In the Shadow City...
the parks stretch smaller, in narrower bands, man-
made but de-manned, abandoned so stone
amphitheaters hold audience to moss
and overstuffed ducks shit mines across
fields, down the banks of the human-made lake
where the ripples crack the brown necks and make
the feathers rust because there
in the shadow city, blue and white squares cling
to toppled branches, fight the tow of the swollen cedar
creek as it cascades over WPA-hewn stairs, bottles
and cigarette butts making anchor in grass harbors.

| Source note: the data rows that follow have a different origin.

use std::{collections::BTreeMap, fmt, str::FromStr};

use chrono::{DateTime, Utc};
use serde::{Deserialize, Serialize};
use sqlx::FromRow;
use utoipa::ToSchema;
use uuid::Uuid;

use crate::error::ValidationError;

// ---------------------------------------------------------------------------
// Parameter
// ---------------------------------------------------------------------------

/// Mirrors the `parameter` Postgres enum.
///
/// Declaration order is the evaluation order of the control loop rules; the
/// shared `fan` ends up in whatever state the last rule touching it wrote.
#[derive(
    Debug, Clone, Copy, PartialEq, Eq, PartialOrd, Ord, Hash, Serialize, Deserialize,
    sqlx::Type, ToSchema,
)]
#[sqlx(type_name = "parameter", rename_all = "snake_case")]
#[serde(rename_all = "snake_case")]
pub enum Parameter {
    Temperature,
    Humidity,
    Light,
    Co2,
}

impl Parameter {
    /// Rule evaluation order.
    pub const ALL: [Parameter; 4] = [
        Parameter::Temperature,
        Parameter::Humidity,
        Parameter::Light,
        Parameter::Co2,
    ];

    /// Secondary band beyond the threshold; crossing it raises an alert.
    pub fn hysteresis(self) -> f64 {
        match self {
            Parameter::Temperature => 2.0,
            Parameter::Humidity => 5.0,
            Parameter::Light => 1000.0,
            Parameter::Co2 => 100.0,
        }
    }

    pub fn unit(self) -> &'static str {
        match self {
            Parameter::Temperature => "°C",
            Parameter::Humidity => "%",
            Parameter::Light => " lux",
            Parameter::Co2 => " ppm",
        }
    }

    /// Compiled-in band used whenever storage has no entry for `self`.
    pub fn default_band(self) -> Band {
        match self {
            Parameter::Temperature => Band::new(18.0, 28.0),
            Parameter::Humidity => Band::new(50.0, 80.0),
            Parameter::Light => Band::new(3000.0, 8000.0),
            Parameter::Co2 => Band::new(400.0, 1000.0),
        }
    }
}

impl fmt::Display for Parameter {
    fn fmt(&self, f: &mut fmt::Formatter<'_>) -> fmt::Result {
        let s = match self {
            Parameter::Temperature => "temperature",
            Parameter::Humidity => "humidity",
            Parameter::Light => "light",
            Parameter::Co2 => "co2",
        };
        f.write_str(s)
    }
}

impl FromStr for Parameter {
    type Err = ValidationError;

    fn from_str(s: &str) -> Result<Self, Self::Err> {
        match s {
            "temperature" => Ok(Self::Temperature),
            "humidity" => Ok(Self::Humidity),
            "light" => Ok(Self::Light),
            "co2" => Ok(Self::Co2),
            other => Err(ValidationError::UnknownParameter(other.to_owned())),
        }
    }
}

// ---------------------------------------------------------------------------
// Devices
// ---------------------------------------------------------------------------

/// Mirrors the `device_name` Postgres enum: the fixed set of actuators.
#[derive(
    Debug, Clone, Copy, PartialEq, Eq, PartialOrd, Ord, Hash, Serialize, Deserialize,
    sqlx::Type, ToSchema,
)]
#[sqlx(type_name = "device_name", rename_all = "snake_case")]
#[serde(rename_all = "snake_case")]
pub enum Device {
    Heater,
    Cooler,
    Fan,
    Light,
    Co2Generator,
    WaterPump,
}

impl Device {
    pub const ALL: [Device; 6] = [
        Device::Heater,
        Device::Cooler,
        Device::Fan,
        Device::Light,
        Device::Co2Generator,
        Device::WaterPump,
    ];
}

impl fmt::Display for Device {
    fn fmt(&self, f: &mut fmt::Formatter<'_>) -> fmt::Result {
        let s = match self {
            Device::Heater => "heater",
            Device::Cooler => "cooler",
            Device::Fan => "fan",
            Device::Light => "light",
            Device::Co2Generator => "co2_generator",
            Device::WaterPump => "water_pump",
        };
        f.write_str(s)
    }
}

impl FromStr for Device {
    type Err = ValidationError;

    fn from_str(s: &str) -> Result<Self, Self::Err> {
        Device::ALL
            .into_iter()
            .find(|d| d.to_string() == s)
            .ok_or_else(|| ValidationError::UnknownDevice(s.to_owned()))
    }
}

/// Mirrors the `device_status` Postgres enum.
#[derive(Debug, Clone, Copy, PartialEq, Eq, Hash, Serialize, Deserialize, sqlx::Type, ToSchema)]
#[sqlx(type_name = "device_status")]
pub enum DeviceStatus {
    #[sqlx(rename = "ON")]
    #[serde(rename = "ON")]
    On,
    #[sqlx(rename = "OFF")]
    #[serde(rename = "OFF")]
    Off,
}

impl fmt::Display for DeviceStatus {
    fn fmt(&self, f: &mut fmt::Formatter<'_>) -> fmt::Result {
        f.write_str(match self {
            DeviceStatus::On => "ON",
            DeviceStatus::Off => "OFF",
        })
    }
}

/// One row of the append-only device timeline.
#[derive(Debug, Clone, PartialEq, FromRow, Serialize, Deserialize, ToSchema)]
pub struct DeviceRecord {
    pub id: i64,
    pub device_name: Device,
    pub status: DeviceStatus,
    pub recorded_at: DateTime<Utc>,
}

// ---------------------------------------------------------------------------
// Sensor samples
// ---------------------------------------------------------------------------

/// A raw environmental reading as produced by a `SensorSource`.
#[derive(Debug, Clone, Copy, PartialEq, Serialize, Deserialize, ToSchema)]
pub struct Reading {
    /// Degrees Celsius
    pub temperature: f64,
    /// Relative humidity percentage
    pub humidity: f64,
    /// Lux
    pub light_intensity: f64,
    /// ppm
    pub co2_level: f64,
}

impl Reading {
    pub fn value(&self, parameter: Parameter) -> f64 {
        match parameter {
            Parameter::Temperature => self.temperature,
            Parameter::Humidity => self.humidity,
            Parameter::Light => self.light_intensity,
            Parameter::Co2 => self.co2_level,
        }
    }
}

/// A persisted reading. Immutable once stored.
#[derive(Debug, Clone, PartialEq, FromRow, Serialize, Deserialize, ToSchema)]
pub struct SensorSample {
    pub id: Uuid,
    pub greenhouse_id: Option<i32>,
    pub temperature: f64,
    pub humidity: f64,
    pub light_intensity: f64,
    pub co2_level: f64,
    pub recorded_at: DateTime<Utc>,
}

impl SensorSample {
    pub fn reading(&self) -> Reading {
        Reading {
            temperature: self.temperature,
            humidity: self.humidity,
            light_intensity: self.light_intensity,
            co2_level: self.co2_level,
        }
    }
}

/// A point on the history chart: a raw sample or an hourly average.
#[derive(Debug, Clone, PartialEq, FromRow, Serialize, Deserialize, ToSchema)]
pub struct HistoryPoint {
    pub recorded_at: DateTime<Utc>,
    pub temperature: f64,
    pub humidity: f64,
    pub light_intensity: f64,
    pub co2_level: f64,
}

// ---------------------------------------------------------------------------
// Thresholds
// ---------------------------------------------------------------------------

#[derive(Debug, Clone, Copy, PartialEq, Serialize, Deserialize, ToSchema)]
pub struct Band {
    pub min: f64,
    pub max: f64,
}

impl Band {
    pub const fn new(min: f64, max: f64) -> Self {
        Self { min, max }
    }

    pub fn validate(self, parameter: Parameter) -> Result<Self, ValidationError> {
        if self.min.is_finite() && self.max.is_finite() && self.min <= self.max {
            Ok(self)
        } else {
            Err(ValidationError::InvalidBand {
                parameter,
                min: self.min,
                max: self.max,
            })
        }
    }
}

#[derive(Debug, Clone, Copy, PartialEq, FromRow, Serialize, Deserialize, ToSchema)]
pub struct Threshold {
    pub parameter: Parameter,
    #[sqlx(rename = "min_value")]
    pub min: f64,
    #[sqlx(rename = "max_value")]
    pub max: f64,
}

/// Effective band per parameter. Lookups never fail: a parameter without a
/// stored entry resolves to its compiled-in default.
#[derive(Debug, Clone, Default, PartialEq)]
pub struct Thresholds {
    stored: BTreeMap<Parameter, Band>,
}

impl Thresholds {
    pub fn from_rows(rows: impl IntoIterator<Item = Threshold>) -> Self {
        Self {
            stored: rows
                .into_iter()
                .map(|t| (t.parameter, Band::new(t.min, t.max)))
                .collect(),
        }
    }

    pub fn with(mut self, parameter: Parameter, band: Band) -> Self {
        self.stored.insert(parameter, band);
        self
    }

    pub fn band(&self, parameter: Parameter) -> Band {
        self.stored
            .get(&parameter)
            .copied()
            .unwrap_or_else(|| parameter.default_band())
    }

    /// All four parameters in evaluation order, defaults filled in.
    pub fn effective(&self) -> Vec<Threshold> {
        Parameter::ALL
            .into_iter()
            .map(|parameter| {
                let band = self.band(parameter);
                Threshold { parameter, min: band.min, max: band.max }
            })
            .collect()
    }
}

// ---------------------------------------------------------------------------
// Scheduled tasks
// ---------------------------------------------------------------------------

#[derive(Debug, Clone, PartialEq, FromRow, Serialize, Deserialize, ToSchema)]
pub struct ScheduledTask {
    pub id: i64,
    /// Stored as free text; resolved against the fixed device set when fired.
    pub device_name: String,
    pub action: DeviceStatus,
    /// Wall-clock minute, `HH:MM`.
    pub schedule_time: String,
    pub enabled: bool,
}

impl ScheduledTask {
    pub fn device(&self) -> Result<Device, ValidationError> {
        self.device_name.parse()
    }
}

/// Validate a `HH:MM` wall-clock minute in `00:00..=23:59`.
pub fn parse_schedule_time(raw: &str) -> Result<String, ValidationError> {
    let invalid = || ValidationError::InvalidScheduleTime(raw.to_owned());
    let (hh, mm) = raw.split_once(':').ok_or_else(invalid)?;
    let digits = |s: &str| s.len() == 2 && s.bytes().all(|b| b.is_ascii_digit());
    if !digits(hh) || !digits(mm) {
        return Err(invalid());
    }
    let h: u8 = hh.parse().map_err(|_| invalid())?;
    let m: u8 = mm.parse().map_err(|_| invalid())?;
    if h > 23 || m > 59 {
        return Err(invalid());
    }
    Ok(format!("{h:02}:{m:02}"))
}

// ---------------------------------------------------------------------------
// Alerts
// ---------------------------------------------------------------------------

#[derive(Debug, Clone, PartialEq, FromRow, Serialize, Deserialize, ToSchema)]
pub struct Alert {
    pub id: i64,
    pub parameter: Parameter,
    pub value: f64,
    pub message: String,
    pub handled: bool,
    pub handled_by: Option<String>,
    pub handled_at: Option<DateTime<Utc>>,
    pub created_at: DateTime<Utc>,
}

#[derive(Debug, Clone, Copy, Default, PartialEq, Eq, Serialize, Deserialize, ToSchema)]
#[serde(rename_all = "snake_case")]
pub enum AlertFilter {
    #[default]
    All,
    Unhandled,
    Handled,
}

impl AlertFilter {
    pub fn matches(self, alert: &Alert) -> bool {
        match self {
            AlertFilter::All => true,
            AlertFilter::Unhandled => !alert.handled,
            AlertFilter::Handled => alert.handled,
        }
    }
}

/// Result of marking an alert handled.
#[derive(Debug, Clone, Copy, PartialEq, Eq)]
pub enum HandleOutcome {
    Handled,
    AlreadyHandled,
    NotFound,
}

Willows clog the eroded shore, stone precipice;
they slide back, hollow rivulets and crevasses
where roots plunge exposed to shield tires, the pipe,
tendril-covered, from which a charcoal-green stripe
slashes through foam for there
in the shadow city there is no through-the-looking-
glass like here where on every corner your reflection
greets you because there at the park's edge silhouettes
of heads wait in office building windows where glass
reflects sky, the shadows of a smoggy sun
cast down one path plus one path the sum
of which emerges from the trees, connects with concrete
curb-banks, a macadam river as incomplete
as the overturned paddle boats
on the dock as the scrape of gravel on the empty track.

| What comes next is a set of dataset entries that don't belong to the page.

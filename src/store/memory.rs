use std::{collections::BTreeMap, sync::Arc};

use async_trait::async_trait;
use chrono::{DateTime, Duration, DurationRound, Utc};
use tokio::sync::RwLock;
use uuid::Uuid;

use super::{
    AlertStore, DeviceStore, ModeStore, SampleStore, ScheduleStore, StoreResult, ThresholdStore,
    RAW_HISTORY_MAX_HOURS,
};
use crate::db::models::{
    Alert, AlertFilter, Band, Device, DeviceRecord, DeviceStatus, HandleOutcome, HistoryPoint,
    Parameter, Reading, ScheduledTask, SensorSample, Threshold, Thresholds,
};

#[derive(Default)]
struct Inner {
    /// Kept in insertion order; callers insert in time order.
    samples: Vec<SensorSample>,
    thresholds: BTreeMap<Parameter, Band>,
    device_records: Vec<DeviceRecord>,
    alerts: Vec<Alert>,
    tasks: Vec<ScheduledTask>,
    auto_mode: Option<bool>,
    next_id: i64,
}

impl Inner {
    fn next_id(&mut self) -> i64 {
        self.next_id += 1;
        self.next_id
    }
}

/// In-process implementation of every storage contract.
///
/// Wrapped in `Arc` so clones share state, like the reading cache.
#[derive(Clone, Default)]
pub struct MemoryStore {
    inner: Arc<RwLock<Inner>>,
}

impl MemoryStore {
    pub fn new() -> Self {
        Self::default()
    }

    /// Full append-only device timeline, oldest first.
    pub async fn device_log(&self) -> Vec<DeviceRecord> {
        self.inner.read().await.device_records.clone()
    }
}

fn cutoff(days: u32) -> DateTime<Utc> {
    Utc::now() - Duration::days(i64::from(days))
}

fn average(bucket: DateTime<Utc>, samples: &[&SensorSample]) -> HistoryPoint {
    let n = samples.len() as f64;
    let mean = |f: fn(&SensorSample) -> f64| samples.iter().map(|s| f(s)).sum::<f64>() / n;
    HistoryPoint {
        recorded_at: bucket,
        temperature: mean(|s| s.temperature),
        humidity: mean(|s| s.humidity),
        light_intensity: mean(|s| s.light_intensity),
        co2_level: mean(|s| s.co2_level),
    }
}

#[async_trait]
impl SampleStore for MemoryStore {
    async fn insert_sample(
        &self,
        greenhouse_id: Option<i32>,
        reading: Reading,
        recorded_at: DateTime<Utc>,
    ) -> StoreResult<SensorSample> {
        let sample = SensorSample {
            id: Uuid::new_v4(),
            greenhouse_id,
            temperature: reading.temperature,
            humidity: reading.humidity,
            light_intensity: reading.light_intensity,
            co2_level: reading.co2_level,
            recorded_at,
        };
        self.inner.write().await.samples.push(sample.clone());
        Ok(sample)
    }

    async fn latest_sample(&self, greenhouse_id: Option<i32>) -> StoreResult<Option<SensorSample>> {
        let inner = self.inner.read().await;
        Ok(inner
            .samples
            .iter()
            .filter(|s| greenhouse_id.is_none() || s.greenhouse_id == greenhouse_id)
            // max_by_key keeps the last of equal keys, i.e. the later insert
            .max_by_key(|s| s.recorded_at)
            .cloned())
    }

    async fn history(&self, hours: u32, greenhouse_id: Option<i32>) -> StoreResult<Vec<HistoryPoint>> {
        let since = Utc::now() - Duration::hours(i64::from(hours));
        let inner = self.inner.read().await;
        let mut window: Vec<&SensorSample> = inner
            .samples
            .iter()
            .filter(|s| s.recorded_at >= since)
            .filter(|s| greenhouse_id.is_none() || s.greenhouse_id == greenhouse_id)
            .collect();
        window.sort_by_key(|s| s.recorded_at);

        if hours <= RAW_HISTORY_MAX_HOURS {
            return Ok(window
                .into_iter()
                .map(|s| HistoryPoint {
                    recorded_at: s.recorded_at,
                    temperature: s.temperature,
                    humidity: s.humidity,
                    light_intensity: s.light_intensity,
                    co2_level: s.co2_level,
                })
                .collect());
        }

        let mut buckets: BTreeMap<DateTime<Utc>, Vec<&SensorSample>> = BTreeMap::new();
        for s in window {
            let bucket = s
                .recorded_at
                .duration_trunc(Duration::hours(1))
                .unwrap_or(s.recorded_at);
            buckets.entry(bucket).or_default().push(s);
        }
        Ok(buckets
            .into_iter()
            .map(|(bucket, samples)| average(bucket, &samples))
            .collect())
    }

    async fn delete_samples_older_than(&self, days: u32, limit: u32) -> StoreResult<u64> {
        let cutoff = cutoff(days);
        let mut inner = self.inner.write().await;

        let mut expired: Vec<(DateTime<Utc>, Uuid)> = inner
            .samples
            .iter()
            .filter(|s| s.recorded_at < cutoff)
            .map(|s| (s.recorded_at, s.id))
            .collect();
        expired.sort();
        expired.truncate(limit as usize);

        let doomed: std::collections::HashSet<Uuid> = expired.into_iter().map(|(_, id)| id).collect();
        inner.samples.retain(|s| !doomed.contains(&s.id));
        Ok(doomed.len() as u64)
    }

    async fn count_samples_older_than(&self, days: u32) -> StoreResult<i64> {
        let cutoff = cutoff(days);
        let inner = self.inner.read().await;
        Ok(inner.samples.iter().filter(|s| s.recorded_at < cutoff).count() as i64)
    }
}

#[async_trait]
impl ThresholdStore for MemoryStore {
    async fn get_thresholds(&self) -> StoreResult<Thresholds> {
        let inner = self.inner.read().await;
        Ok(Thresholds::from_rows(inner.thresholds.iter().map(|(p, b)| Threshold {
            parameter: *p,
            min: b.min,
            max: b.max,
        })))
    }

    async fn set_threshold(&self, parameter: Parameter, band: Band) -> StoreResult<()> {
        self.inner.write().await.thresholds.insert(parameter, band);
        Ok(())
    }
}

#[async_trait]
impl DeviceStore for MemoryStore {
    async fn write_device_state(&self, device: Device, status: DeviceStatus) -> StoreResult<DeviceRecord> {
        let mut inner = self.inner.write().await;
        let record = DeviceRecord {
            id: inner.next_id(),
            device_name: device,
            status,
            recorded_at: Utc::now(),
        };
        inner.device_records.push(record.clone());
        Ok(record)
    }

    async fn current_states(&self) -> StoreResult<Vec<DeviceRecord>> {
        let inner = self.inner.read().await;
        let mut latest: BTreeMap<Device, &DeviceRecord> = BTreeMap::new();
        for record in &inner.device_records {
            latest.insert(record.device_name, record);
        }
        Ok(latest.into_values().cloned().collect())
    }

    async fn status_at(&self, device: Device, at: DateTime<Utc>) -> StoreResult<Option<DeviceRecord>> {
        let inner = self.inner.read().await;
        Ok(inner
            .device_records
            .iter()
            .rev()
            .find(|r| r.device_name == device && r.recorded_at <= at)
            .cloned())
    }
}

#[async_trait]
impl AlertStore for MemoryStore {
    async fn raise_alert(&self, parameter: Parameter, value: f64, message: &str) -> StoreResult<Alert> {
        let mut inner = self.inner.write().await;
        let alert = Alert {
            id: inner.next_id(),
            parameter,
            value,
            message: message.to_owned(),
            handled: false,
            handled_by: None,
            handled_at: None,
            created_at: Utc::now(),
        };
        inner.alerts.push(alert.clone());
        Ok(alert)
    }

    async fn list_alerts(&self, filter: AlertFilter, limit: u32) -> StoreResult<Vec<Alert>> {
        let inner = self.inner.read().await;
        Ok(inner
            .alerts
            .iter()
            .rev()
            .filter(|a| filter.matches(a))
            .take(limit as usize)
            .cloned()
            .collect())
    }

    async fn handle_alert(&self, id: i64, operator: &str) -> StoreResult<HandleOutcome> {
        let mut inner = self.inner.write().await;
        let Some(alert) = inner.alerts.iter_mut().find(|a| a.id == id) else {
            return Ok(HandleOutcome::NotFound);
        };
        if alert.handled {
            return Ok(HandleOutcome::AlreadyHandled);
        }
        alert.handled = true;
        alert.handled_by = Some(operator.to_owned());
        alert.handled_at = Some(Utc::now());
        Ok(HandleOutcome::Handled)
    }
}

#[async_trait]
impl ScheduleStore for MemoryStore {
    async fn get_enabled_scheduled_tasks(&self) -> StoreResult<Vec<ScheduledTask>> {
        Ok(self
            .list_tasks()
            .await?
            .into_iter()
            .filter(|t| t.enabled)
            .collect())
    }

    async fn list_tasks(&self) -> StoreResult<Vec<ScheduledTask>> {
        let mut tasks = self.inner.read().await.tasks.clone();
        tasks.sort_by(|a, b| a.schedule_time.cmp(&b.schedule_time).then(a.id.cmp(&b.id)));
        Ok(tasks)
    }

    async fn add_task(&self, device: Device, action: DeviceStatus, schedule_time: &str) -> StoreResult<ScheduledTask> {
        let mut inner = self.inner.write().await;
        let task = ScheduledTask {
            id: inner.next_id(),
            device_name: device.to_string(),
            action,
            schedule_time: schedule_time.to_owned(),
            enabled: true,
        };
        inner.tasks.push(task.clone());
        Ok(task)
    }

    async fn toggle_task(&self, id: i64) -> StoreResult<Option<ScheduledTask>> {
        let mut inner = self.inner.write().await;
        Ok(inner.tasks.iter_mut().find(|t| t.id == id).map(|t| {
            t.enabled = !t.enabled;
            t.clone()
        }))
    }

    async fn delete_task(&self, id: i64) -> StoreResult<bool> {
        let mut inner = self.inner.write().await;
        let before = inner.tasks.len();
        inner.tasks.retain(|t| t.id != id);
        Ok(inner.tasks.len() != before)
    }
}

#[async_trait]
impl ModeStore for MemoryStore {
    async fn get_auto_mode(&self) -> StoreResult<bool> {
        Ok(self.inner.read().await.auto_mode.unwrap_or(true))
    }

    async fn set_auto_mode(&self, auto_mode: bool) -> StoreResult<()> {
        self.inner.write().await.auto_mode = Some(auto_mode);
        Ok(())
    }
}

impl MemoryStore {
    /// Store a task verbatim, bypassing device validation. Models rows that
    /// predate a device being removed from the fixed set.
    #[cfg(test)]
    pub(crate) async fn insert_raw_task(&self, device_name: &str, action: DeviceStatus, schedule_time: &str) {
        let mut inner = self.inner.write().await;
        let task = ScheduledTask {
            id: inner.next_id(),
            device_name: device_name.to_owned(),
            action,
            schedule_time: schedule_time.to_owned(),
            enabled: true,
        };
        inner.tasks.push(task);
    }
}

In the shadow city, when stones crunch beneath soles
one gull, with two-beat wings, will perch upon a pole,
not a swan or crane, the ducks and geese will raise
a rhythmic, shrill sound; then silence. A blast
of thrashed air under wing as if the lake cracked
open and rose into the air where, since it is the shadow
city you will see but two towers yellow and blue, two bows
drawn taunt, or two spokes
around which the shadow city turns unlike here where two
towers cause nothing but stillness, are nothing but shadow.

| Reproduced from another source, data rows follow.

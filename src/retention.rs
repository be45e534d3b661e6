use std::{sync::Arc, time::Duration};

use chrono::{Local, NaiveDate};
use tokio::time::{self, MissedTickBehavior};
use tokio_util::sync::CancellationToken;
use tracing::{error, info, warn};

use crate::store::{RetryPolicy, SampleStore};

/// Result of one daily sweep.
#[derive(Debug, Clone, Default, PartialEq, Eq)]
pub struct SweepOutcome {
    /// Rows removed by each batch, in order.
    pub batches: Vec<u64>,
    pub deleted: u64,
    /// Rows older than the cutoff still present after the last batch.
    pub remaining: i64,
    pub completed: bool,
}

/// Deletes sensor samples older than the retention window, in bounded
/// batches, at most once per local calendar day.
pub struct RetentionSweeper {
    store: Arc<dyn SampleStore>,
    retention_days: u32,
    batch_size: u32,
    retry: RetryPolicy,
    last_swept: Option<NaiveDate>,
}

impl RetentionSweeper {
    pub fn new(store: Arc<dyn SampleStore>, retention_days: u32, batch_size: u32, retry: RetryPolicy) -> Self {
        Self {
            store,
            retention_days,
            batch_size: batch_size.max(1),
            retry,
            last_swept: None,
        }
    }

    /// Sweeps when `today` has not been swept yet. The day is marked even if
    /// the sweep aborts; leftovers are picked up on the next day.
    pub async fn sweep_if_due(&mut self, today: NaiveDate) -> Option<SweepOutcome> {
        if self.last_swept == Some(today) {
            return None;
        }
        self.last_swept = Some(today);
        Some(self.sweep().await)
    }

    pub async fn sweep(&self) -> SweepOutcome {
        let mut outcome = SweepOutcome::default();
        let store = &self.store;
        let (days, limit) = (self.retention_days, self.batch_size);

        loop {
            let deleted = match self
                .retry
                .run("delete_samples_older_than", move || store.delete_samples_older_than(days, limit))
                .await
            {
                Ok(n) => n,
                Err(e) => {
                    error!(error = %e, deleted = outcome.deleted, "Retention batch failed; aborting sweep");
                    return outcome;
                }
            };
            outcome.batches.push(deleted);
            outcome.deleted += deleted;

            let remaining = match self
                .retry
                .run("count_samples_older_than", move || store.count_samples_older_than(days))
                .await
            {
                Ok(n) => n,
                Err(e) => {
                    error!(error = %e, deleted = outcome.deleted, "Could not count expired samples; aborting sweep");
                    return outcome;
                }
            };
            outcome.remaining = remaining;

            if remaining == 0 {
                outcome.completed = true;
                info!(
                    deleted = outcome.deleted,
                    batches = outcome.batches.len(),
                    retention_days = days,
                    "Retention sweep finished"
                );
                return outcome;
            }
            if deleted == 0 {
                warn!(remaining, "Retention batch deleted nothing; aborting sweep");
                return outcome;
            }
        }
    }

    /// Checks every `interval` whether today's sweep is still due, until
    /// `cancel` fires.
    pub async fn run(mut self, interval: Duration, cancel: CancellationToken) {
        info!(
            retention_days = self.retention_days,
            batch_size = self.batch_size,
            "Retention sweeper started"
        );
        let mut ticker = time::interval(interval);
        ticker.set_missed_tick_behavior(MissedTickBehavior::Skip);

        loop {
            tokio::select! {
                _ = cancel.cancelled() => break,
                _ = ticker.tick() => {
                    self.sweep_if_due(Local::now().date_naive()).await;
                }
            }
        }

        info!("Retention sweeper stopped");
    }
}

#[cfg(test)]
mod tests {
    use std::sync::atomic::{AtomicBool, Ordering};

    use async_trait::async_trait;
    use chrono::{DateTime, Duration as ChronoDuration, Utc};

    use super::*;
    use crate::{
        db::models::{HistoryPoint, Reading, SensorSample},
        error::StoreError,
        store::{MemoryStore, StoreResult},
    };

    fn reading() -> Reading {
        Reading { temperature: 22.0, humidity: 60.0, light_intensity: 4000.0, co2_level: 600.0 }
    }

    async fn seed(store: &MemoryStore, old: usize, fresh: usize) {
        let old_at = Utc::now() - ChronoDuration::days(10);
        for i in 0..old {
            let at = old_at + ChronoDuration::seconds(i as i64);
            store.insert_sample(None, reading(), at).await.unwrap();
        }
        for _ in 0..fresh {
            store.insert_sample(None, reading(), Utc::now()).await.unwrap();
        }
    }

    fn day(d: u32) -> NaiveDate {
        NaiveDate::from_ymd_opt(2026, 3, d).unwrap()
    }

    #[tokio::test]
    async fn deletes_in_bounded_batches_until_nothing_is_left() {
        let store = MemoryStore::new();
        seed(&store, 1200, 3).await;
        let sweeper = RetentionSweeper::new(Arc::new(store.clone()), 7, 500, RetryPolicy::default());

        let outcome = sweeper.sweep().await;

        assert_eq!(outcome.batches, vec![500, 500, 200]);
        assert_eq!(outcome.deleted, 1200);
        assert_eq!(outcome.remaining, 0);
        assert!(outcome.completed);
        assert_eq!(store.count_samples_older_than(7).await.unwrap(), 0);
        assert!(store.latest_sample(None).await.unwrap().is_some());
    }

    #[tokio::test]
    async fn nothing_expired_is_a_single_empty_batch() {
        let store = MemoryStore::new();
        seed(&store, 0, 5).await;
        let sweeper = RetentionSweeper::new(Arc::new(store), 7, 500, RetryPolicy::default());

        let outcome = sweeper.sweep().await;
        assert_eq!(outcome.batches, vec![0]);
        assert!(outcome.completed);
    }

    #[tokio::test]
    async fn sweeps_at_most_once_per_day() {
        let store = MemoryStore::new();
        seed(&store, 10, 0).await;
        let mut sweeper = RetentionSweeper::new(Arc::new(store.clone()), 7, 500, RetryPolicy::default());

        assert!(sweeper.sweep_if_due(day(1)).await.is_some());
        seed(&store, 10, 0).await;
        assert!(sweeper.sweep_if_due(day(1)).await.is_none());
        assert_eq!(store.count_samples_older_than(7).await.unwrap(), 10);

        let outcome = sweeper.sweep_if_due(day(2)).await.unwrap();
        assert_eq!(outcome.deleted, 10);
    }

    /// Deletes fail until `healthy` is set.
    struct Flaky {
        inner: MemoryStore,
        healthy: AtomicBool,
    }

    #[async_trait]
    impl SampleStore for Flaky {
        async fn insert_sample(
            &self,
            greenhouse_id: Option<i32>,
            reading: Reading,
            recorded_at: DateTime<Utc>,
        ) -> StoreResult<SensorSample> {
            self.inner.insert_sample(greenhouse_id, reading, recorded_at).await
        }

        async fn latest_sample(&self, greenhouse_id: Option<i32>) -> StoreResult<Option<SensorSample>> {
            self.inner.latest_sample(greenhouse_id).await
        }

        async fn history(&self, hours: u32, greenhouse_id: Option<i32>) -> StoreResult<Vec<HistoryPoint>> {
            self.inner.history(hours, greenhouse_id).await
        }

        async fn delete_samples_older_than(&self, days: u32, limit: u32) -> StoreResult<u64> {
            if !self.healthy.load(Ordering::SeqCst) {
                return Err(StoreError::from(sqlx::Error::RowNotFound));
            }
            self.inner.delete_samples_older_than(days, limit).await
        }

        async fn count_samples_older_than(&self, days: u32) -> StoreResult<i64> {
            self.inner.count_samples_older_than(days).await
        }
    }

    #[tokio::test]
    async fn failed_sweep_waits_for_the_next_day() {
        let inner = MemoryStore::new();
        seed(&inner, 20, 0).await;
        let flaky = Arc::new(Flaky { inner: inner.clone(), healthy: AtomicBool::new(false) });
        let mut sweeper = RetentionSweeper::new(flaky.clone(), 7, 5, RetryPolicy::default());

        let outcome = sweeper.sweep_if_due(day(1)).await.unwrap();
        assert!(!outcome.completed);
        assert!(outcome.batches.is_empty());

        flaky.healthy.store(true, Ordering::SeqCst);
        assert!(sweeper.sweep_if_due(day(1)).await.is_none());

        let outcome = sweeper.sweep_if_due(day(2)).await.unwrap();
        assert!(outcome.completed);
        assert_eq!(outcome.batches, vec![5, 5, 5, 5]);
        assert_eq!(inner.count_samples_older_than(7).await.unwrap(), 0);
    }
}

Matthew Hittinger is the author of the chapbooks Platos de Sal, Narcissus
Resists, and Pear Slip which won the Spire Press 2006 Chapbook Award. He
has twice been shortlisted for the Walt Whitman Award, and has received the
Hopwood Award and The Helen S. and John Wagner Prize from the University
of Michigan. Matthew's poetry has been published in Michigan Quarterly
Review, MiPOesias, and in Best New Poets 2005.